Moving Towards Treatment
Once your condition is established, you can move towards finding effective and lasting treatments to reduce your symptoms and improve your functioning in the world. Treating bipolar disorder requires patience, perseverance, and the understanding that it will always be more challenging than you thought.
Start with Self-Awareness
Whether you call it self-awareness, insight, or self-monitoring, paying attention to yourself is an essential component of any bipolar disorder treatment. How can you answer questions from a therapist or psychiatrist if you don’t even know yourself?
To start the process, think about your thoughts. What are you thinking about, and why are you thinking about that?
Pay particular attention to thoughts that are very pessimistic or thoughts that are overly optimistic. Any ideas of death, suicide, or flawed perceptions of your abilities will be important pieces of information to track and report.
Your behaviors will be another key to your self-awareness. What are you doing, who are you doing it with, and how long are you doing it for?
Your sleep, diet, and exercise will be a worthwhile focus on your behavior tracking. If you notice that you are sleeping 20 hours per day, getting no exercise, and eating only pretzels on the couch, you’ve just discovered a problem.
Feelings are the final section of your tracking. When tracking your feelings, try to avoid words like “depressed” or “manic” and replace with more specific ways of feeling.
Good options for feeling words include:
Study online lists of feeling words to expand your feeling vocabulary.
Information from your friends and family will aid your self-awareness. How do they see you? What do they think of your symptoms?

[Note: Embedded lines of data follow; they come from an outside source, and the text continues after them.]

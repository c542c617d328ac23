//! Core types for dircmp.
//!
//! This crate provides the data structures shared by the scanner and the
//! comparator: the checksum-annotated directory tree, per-file
//! classifications, scan failures, and scan configuration.

mod classification;
mod config;
mod error;
mod node;
mod tree;

pub use classification::{Classification, ClassificationKind, FileLink};
pub use config::{ConfigError, ScanConfig, ScanConfigBuilder, DEFAULT_CHUNK_SIZE};
pub use error::{FailureKind, ScanError, ScanFailure};
pub use node::{
    join_relative, ContentSignature, DirectoryNode, FileEntry, FileId, Files, ROOT_RELATIVE_PATH,
};
pub use tree::{DirectoryTree, TreeStats};
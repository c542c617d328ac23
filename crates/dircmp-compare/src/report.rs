//! Persistable results of a scan or a comparison.

use std::collections::BTreeMap;
use std::fmt;

use serde::{Deserialize, Serialize};
use strum::IntoEnumIterator;

use dircmp_core::{Classification, ClassificationKind, DirectoryTree, ScanFailure};
use dircmp_scan::ScanOutcome;

use crate::comparator::{compare_trees, CompareError};

/// Outcome counts for one side of a comparison.
#[derive(Debug, Clone, Default, PartialEq, Eq, Serialize, Deserialize)]
pub struct SideSummary {
    /// Number of files on this side.
    pub files: usize,
    /// Files per outcome. Outcomes with no files are omitted.
    pub counts: BTreeMap<ClassificationKind, usize>,
    /// Files left without an outcome.
    #[serde(default, skip_serializing_if = "is_zero")]
    pub unclassified: usize,
}

fn is_zero(n: &usize) -> bool {
    *n == 0
}

impl SideSummary {
    fn tally(classes: &[Classification]) -> Self {
        let mut summary = Self {
            files: classes.len(),
            ..Self::default()
        };
        for class in classes {
            match class.kind() {
                Some(kind) => *summary.counts.entry(kind).or_default() += 1,
                None => summary.unclassified += 1,
            }
        }
        summary
    }

    /// Number of files with `kind`.
    pub fn count(&self, kind: ClassificationKind) -> usize {
        self.counts.get(&kind).copied().unwrap_or(0)
    }
}

/// Outcome counts for both sides of a comparison.
#[derive(Debug, Clone, Default, PartialEq, Eq, Serialize, Deserialize)]
pub struct ComparisonSummary {
    pub source: SideSummary,
    pub target: SideSummary,
}

impl ComparisonSummary {
    /// Summarize raw classifications.
    pub fn from_classifications(source: &[Classification], target: &[Classification]) -> Self {
        Self {
            source: SideSummary::tally(source),
            target: SideSummary::tally(target),
        }
    }

    /// Check whether every file on both sides is `Equal`.
    pub fn is_identical(&self) -> bool {
        let all_equal = |side: &SideSummary| side.count(ClassificationKind::Equal) == side.files;
        all_equal(&self.source) && all_equal(&self.target)
    }
}

impl fmt::Display for ComparisonSummary {
    fn fmt(&self, f: &mut fmt::Formatter<'_>) -> fmt::Result {
        writeln!(f, "{:<14}{:>10}{:>10}", "", "source", "target")?;
        writeln!(f, "{:<14}{:>10}{:>10}", "files", self.source.files, self.target.files)?;
        for kind in ClassificationKind::iter() {
            let (s, t) = (self.source.count(kind), self.target.count(kind));
            if s > 0 || t > 0 {
                writeln!(f, "{:<14}{:>10}{:>10}", kind.to_string(), s, t)?;
            }
        }
        if self.source.unclassified > 0 || self.target.unclassified > 0 {
            writeln!(
                f,
                "{:<14}{:>10}{:>10}",
                "unclassified", self.source.unclassified, self.target.unclassified
            )?;
        }
        Ok(())
    }
}

/// Failures recorded while scanning each side.
#[derive(Debug, Clone, Default, PartialEq, Eq, Serialize, Deserialize)]
pub struct ComparisonFailures {
    pub source: Vec<ScanFailure>,
    pub target: Vec<ScanFailure>,
}

impl ComparisonFailures {
    /// Total number of failures.
    pub fn len(&self) -> usize {
        self.source.len() + self.target.len()
    }

    /// Check whether neither scan failed anywhere.
    pub fn is_empty(&self) -> bool {
        self.source.is_empty() && self.target.is_empty()
    }
}

/// Both annotated trees of a comparison, ready to persist.
#[derive(Debug, Clone, PartialEq, Eq, Serialize, Deserialize)]
pub struct ComparisonReport {
    pub source: DirectoryTree,
    pub target: DirectoryTree,
    pub summary: ComparisonSummary,
    #[serde(default, skip_serializing_if = "ComparisonFailures::is_empty")]
    pub failures: ComparisonFailures,
}

impl ComparisonReport {
    /// Classify two scan outcomes against each other.
    pub fn from_outcomes(source: ScanOutcome, target: ScanOutcome) -> Result<Self, CompareError> {
        let (mut source_tree, mut target_tree) = (source.tree, target.tree);
        let summary = compare_trees(&mut source_tree, &mut target_tree)?;

        Ok(Self {
            source: source_tree,
            target: target_tree,
            summary,
            failures: ComparisonFailures {
                source: source.failures,
                target: target.failures,
            },
        })
    }

    /// Check whether either scan recorded a failure.
    pub fn has_failures(&self) -> bool {
        !self.failures.is_empty()
    }
}

/// A single scanned tree, ready to persist.
#[derive(Debug, Clone, PartialEq, Eq, Serialize, Deserialize)]
pub struct ScanReport {
    pub tree: DirectoryTree,
    #[serde(default, skip_serializing_if = "Vec::is_empty")]
    pub failures: Vec<ScanFailure>,
}

impl ScanReport {
    /// Check whether the scan recorded a failure.
    pub fn has_failures(&self) -> bool {
        !self.failures.is_empty()
    }
}

impl From<ScanOutcome> for ScanReport {
    fn from(outcome: ScanOutcome) -> Self {
        Self {
            tree: outcome.tree,
            failures: outcome.failures,
        }
    }
}
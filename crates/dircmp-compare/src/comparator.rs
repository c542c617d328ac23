//! Three-pass classification of two indexed trees.
//!
//! 1. **Path match**: files at the same relative path are `Equal` when
//!    their content is confirmed identical, `Modified` otherwise.
//! 2. **Moved**: per content signature, remaining files are paired by
//!    ordinal position across the two sides.
//! 3. **Leftovers**: per signature, remaining files become `Deduplicated`
//!    or `Duplicated` when the content exists on both sides, `Deleted` or
//!    `Added` when it exists on one side only. Unhashed files that found no
//!    path match are swept up last as `Deleted` or `Added`.
//!
//! Content-identical files are interchangeable: pairing within a group
//! follows pre-order and ignores names.

use itertools::Itertools;
use serde::{Deserialize, Serialize};
use strum::Display;
use thiserror::Error;

use dircmp_core::{Classification, DirectoryTree, FileId, FileLink};

use crate::index::FileIndex;
use crate::report::ComparisonSummary;

/// Which tree of a comparison a file belongs to.
#[derive(Debug, Clone, Copy, PartialEq, Eq, Hash, Display, Serialize, Deserialize)]
pub enum Side {
    Source,
    Target,
}

/// Errors from writing a comparison back into trees.
#[derive(Debug, Error)]
pub enum CompareError {
    /// The tree does not have the shape the comparison was computed for.
    #[error("{side} tree has {actual} files, comparison expects {expected}")]
    TreeMismatch {
        side: Side,
        expected: usize,
        actual: usize,
    },
}

/// Classifications for every file of both trees, indexed by [`FileId`].
#[derive(Debug, Clone, PartialEq, Eq)]
pub struct Comparison {
    source: Vec<Classification>,
    target: Vec<Classification>,
}

impl Comparison {
    fn new(source_len: usize, target_len: usize) -> Self {
        Self {
            source: vec![Classification::Unclassified; source_len],
            target: vec![Classification::Unclassified; target_len],
        }
    }

    /// Source classifications in pre-order.
    pub fn source(&self) -> &[Classification] {
        &self.source
    }

    /// Target classifications in pre-order.
    pub fn target(&self) -> &[Classification] {
        &self.target
    }

    /// Classification of one file.
    pub fn get(&self, side: Side, id: FileId) -> Option<&Classification> {
        self.side(side).get(id.index())
    }

    /// Files that no pass classified. Empty for a correct run.
    pub fn unclassified(&self) -> Vec<(Side, FileId)> {
        let pending = |side: Side, classes: &[Classification]| {
            classes
                .iter()
                .enumerate()
                .filter(|(_, c)| c.is_unclassified())
                .map(move |(i, _)| (side, FileId::new(i)))
                .collect::<Vec<_>>()
        };
        let mut all = pending(Side::Source, &self.source);
        all.extend(pending(Side::Target, &self.target));
        all
    }

    /// Counts per outcome.
    pub fn summary(&self) -> ComparisonSummary {
        ComparisonSummary::from_classifications(&self.source, &self.target)
    }

    /// Write the classifications into the trees they were computed from.
    ///
    /// Both trees are checked before either is touched.
    pub fn apply(
        &self,
        source: &mut DirectoryTree,
        target: &mut DirectoryTree,
    ) -> Result<(), CompareError> {
        Self::check_len(Side::Source, self.source.len(), source)?;
        Self::check_len(Side::Target, self.target.len(), target)?;

        Self::write(&self.source, source);
        Self::write(&self.target, target);
        Ok(())
    }

    fn check_len(side: Side, expected: usize, tree: &DirectoryTree) -> Result<(), CompareError> {
        let actual = tree.file_count();
        if actual == expected {
            Ok(())
        } else {
            Err(CompareError::TreeMismatch {
                side,
                expected,
                actual,
            })
        }
    }

    fn write(classes: &[Classification], tree: &mut DirectoryTree) {
        let mut next = classes.iter();
        tree.for_each_file_mut(|_, file| {
            if let Some(class) = next.next() {
                file.classification = class.clone();
            }
        });
    }

    fn side(&self, side: Side) -> &[Classification] {
        match side {
            Side::Source => &self.source,
            Side::Target => &self.target,
        }
    }

    fn side_mut(&mut self, side: Side) -> &mut [Classification] {
        match side {
            Side::Source => &mut self.source,
            Side::Target => &mut self.target,
        }
    }

    fn is_assigned(&self, side: Side, id: FileId) -> bool {
        self.get(side, id).is_some_and(|c| !c.is_unclassified())
    }

    /// Assign an outcome once; later attempts are ignored.
    fn assign(&mut self, side: Side, id: FileId, class: Classification) {
        if let Some(slot) = self.side_mut(side).get_mut(id.index()) {
            debug_assert!(slot.is_unclassified(), "{side} file {} assigned twice", id.index());
            if slot.is_unclassified() {
                *slot = class;
            }
        }
    }
}

/// Classifies a source tree against a target tree.
#[derive(Debug, Clone, Copy)]
pub struct Comparator<'a> {
    source: &'a FileIndex,
    target: &'a FileIndex,
}

impl<'a> Comparator<'a> {
    /// Create a comparator over two indices.
    pub fn new(source: &'a FileIndex, target: &'a FileIndex) -> Self {
        Self { source, target }
    }

    /// Classify every file of both indices.
    pub fn compare(source: &'a FileIndex, target: &'a FileIndex) -> Comparison {
        Self::new(source, target).run()
    }

    /// Run all passes.
    pub fn run(&self) -> Comparison {
        let mut result = Comparison::new(self.source.len(), self.target.len());

        self.match_paths(&mut result);
        self.match_moved(&mut result);
        self.classify_remaining(&mut result);
        self.sweep_unhashed(&mut result);

        let missed = result.unclassified();
        for (side, id) in &missed {
            tracing::error!(%side, path = self.index(*side).path(*id), "file left unclassified");
        }
        tracing::debug!(
            source = self.source.len(),
            target = self.target.len(),
            unclassified = missed.len(),
            "comparison finished"
        );
        result
    }

    /// Pass 1: same relative path on both sides.
    fn match_paths(&self, result: &mut Comparison) {
        for source_id in self.source.ids() {
            let path = self.source.path(source_id);
            let Some(target_id) = self.target.find_path(path) else {
                continue;
            };

            let source_sig = self.source.get(source_id).and_then(|f| f.signature);
            let target_sig = self.target.get(target_id).and_then(|f| f.signature);
            let equal = matches!((source_sig, target_sig), (Some(a), Some(b)) if a == b);

            let to_target = self.link(Side::Target, target_id);
            let to_source = self.link(Side::Source, source_id);
            if equal {
                result.assign(Side::Source, source_id, Classification::Equal(to_target));
                result.assign(Side::Target, target_id, Classification::Equal(to_source));
            } else {
                result.assign(Side::Source, source_id, Classification::Modified(to_target));
                result.assign(Side::Target, target_id, Classification::Modified(to_source));
            }
        }
    }

    /// Pass 2: ordinal pairing of remaining files with the same content.
    fn match_moved(&self, result: &mut Comparison) {
        for (signature, source_group) in self.source.groups() {
            let target_group = self.target.group(signature);
            if target_group.is_empty() {
                continue;
            }

            let pending_source = Self::pending(result, Side::Source, source_group);
            let pending_target = Self::pending(result, Side::Target, target_group);

            for (source_id, target_id) in pending_source.into_iter().zip(pending_target) {
                let to_target = self.link(Side::Target, target_id);
                let to_source = self.link(Side::Source, source_id);
                result.assign(Side::Source, source_id, Classification::Moved(to_target));
                result.assign(Side::Target, target_id, Classification::Moved(to_source));
            }
        }
    }

    /// Pass 3: everything a content key still holds.
    fn classify_remaining(&self, result: &mut Comparison) {
        let keys = self
            .source
            .signatures()
            .chain(self.target.signatures())
            .unique();

        for signature in keys {
            let source_group = self.source.group(signature);
            let target_group = self.target.group(signature);
            let pending_source = Self::pending(result, Side::Source, source_group);
            let pending_target = Self::pending(result, Side::Target, target_group);

            match (source_group.is_empty(), target_group.is_empty()) {
                (false, false) => {
                    if !pending_source.is_empty() {
                        let links = self.links(Side::Target, target_group);
                        for id in pending_source {
                            let class = Classification::Deduplicated(links.clone());
                            result.assign(Side::Source, id, class);
                        }
                    } else if !pending_target.is_empty() {
                        let links = self.links(Side::Source, source_group);
                        for id in pending_target {
                            let class = Classification::Duplicated(links.clone());
                            result.assign(Side::Target, id, class);
                        }
                    }
                }
                (false, true) => {
                    for id in pending_source {
                        result.assign(Side::Source, id, Classification::Deleted);
                    }
                }
                (true, false) => {
                    for id in pending_target {
                        result.assign(Side::Target, id, Classification::Added);
                    }
                }
                (true, true) => {}
            }
        }
    }

    /// Unhashed files have no content key, so only a path match could
    /// have classified them.
    fn sweep_unhashed(&self, result: &mut Comparison) {
        let sweeps = [
            (Side::Source, Classification::Deleted),
            (Side::Target, Classification::Added),
        ];
        for (side, class) in sweeps {
            let index = self.index(side);
            let unhashed: Vec<_> = index
                .ids()
                .filter(|&id| index.get(id).is_some_and(|f| f.signature.is_none()))
                .filter(|&id| !result.is_assigned(side, id))
                .collect();
            for id in unhashed {
                result.assign(side, id, class.clone());
            }
        }
    }

    fn pending(result: &Comparison, side: Side, group: &[FileId]) -> Vec<FileId> {
        group
            .iter()
            .copied()
            .filter(|&id| !result.is_assigned(side, id))
            .collect()
    }

    fn index(&self, side: Side) -> &'a FileIndex {
        match side {
            Side::Source => self.source,
            Side::Target => self.target,
        }
    }

    fn link(&self, side: Side, id: FileId) -> FileLink {
        FileLink::new(id, self.index(side).path(id))
    }

    fn links(&self, side: Side, group: &[FileId]) -> Vec<FileLink> {
        group.iter().map(|&id| self.link(side, id)).collect()
    }
}

/// Index both trees, classify, and write the results back.
pub fn compare_trees(
    source: &mut DirectoryTree,
    target: &mut DirectoryTree,
) -> Result<ComparisonSummary, CompareError> {
    let source_index = FileIndex::build(source);
    let target_index = FileIndex::build(target);
    let comparison = Comparator::compare(&source_index, &target_index);
    comparison.apply(source, target)?;
    Ok(comparison.summary())
}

Put your Awareness to Work
With your data on thoughts, feelings, and behaviors, you will have information on your trends and triggers. With luck, some tendencies will emerge from your data that you can use to adjust the outcomes.
If you notice you always feel sadder and have more negative thoughts after you speak to your sister on the phone, maybe you need to adjust the conversation or limit contact for a time. If you always have better optimism and moods when you leave the house, perhaps you should seek out every opportunity to get out of your home.
When you try to make small and subtle changes to your routines, stick to the adjustments for a week while continuing to track and observe the effects. Of course, improvements will not happen overnight, so you must stick to the program with the belief that your hard work will pay off eventually.
This situation is the perfect opportunity to continue employing your loved ones to help your cause. Let them know how they can help and point them in the direction you need them.
Their assistance can help you feel better and improve your relationships. As they gain a better understanding of your condition and your symptoms, their loved and patience will grow.
Involve the Professionals
Knowing your trends and taking measures to improve your symptoms at home are great ways to invest your energy, but perhaps more than any other mental health condition, bipolar is hard to treat at home. If your symptoms persist, call in the professionals.
Mental health treatment is available everywhere across the county in countless forms. For adults with bipolar disorder, seeing a medical professional capable of prescribing medications like a psychiatrist or nurse practitioner is a wonderful starting point.
These professionals work exclusively with mental health disorders, which make them experts in medications and how people will react. Primary care physicians (PCP) will often prescribe medications for mental health conditions, but if your symptoms persist, try consulting a prescriber with a refined focus.
Attending individual or group therapy is going to be a welcome addition to any bipolar treatment plan. Medications will help the physiological changes in the brain while therapy can improve thoughts and behaviors.
Therapist is a general term that includes social workers, counselors, and psychologists. Each therapist will have a unique combination of education and experience to create their professional orientation and their recommended interventions.
Mental health professionals can identify and treat your symptoms in ways you didn’t know existed. Professional treatment is a great decision for anyone with bipolar disorder or changing moods.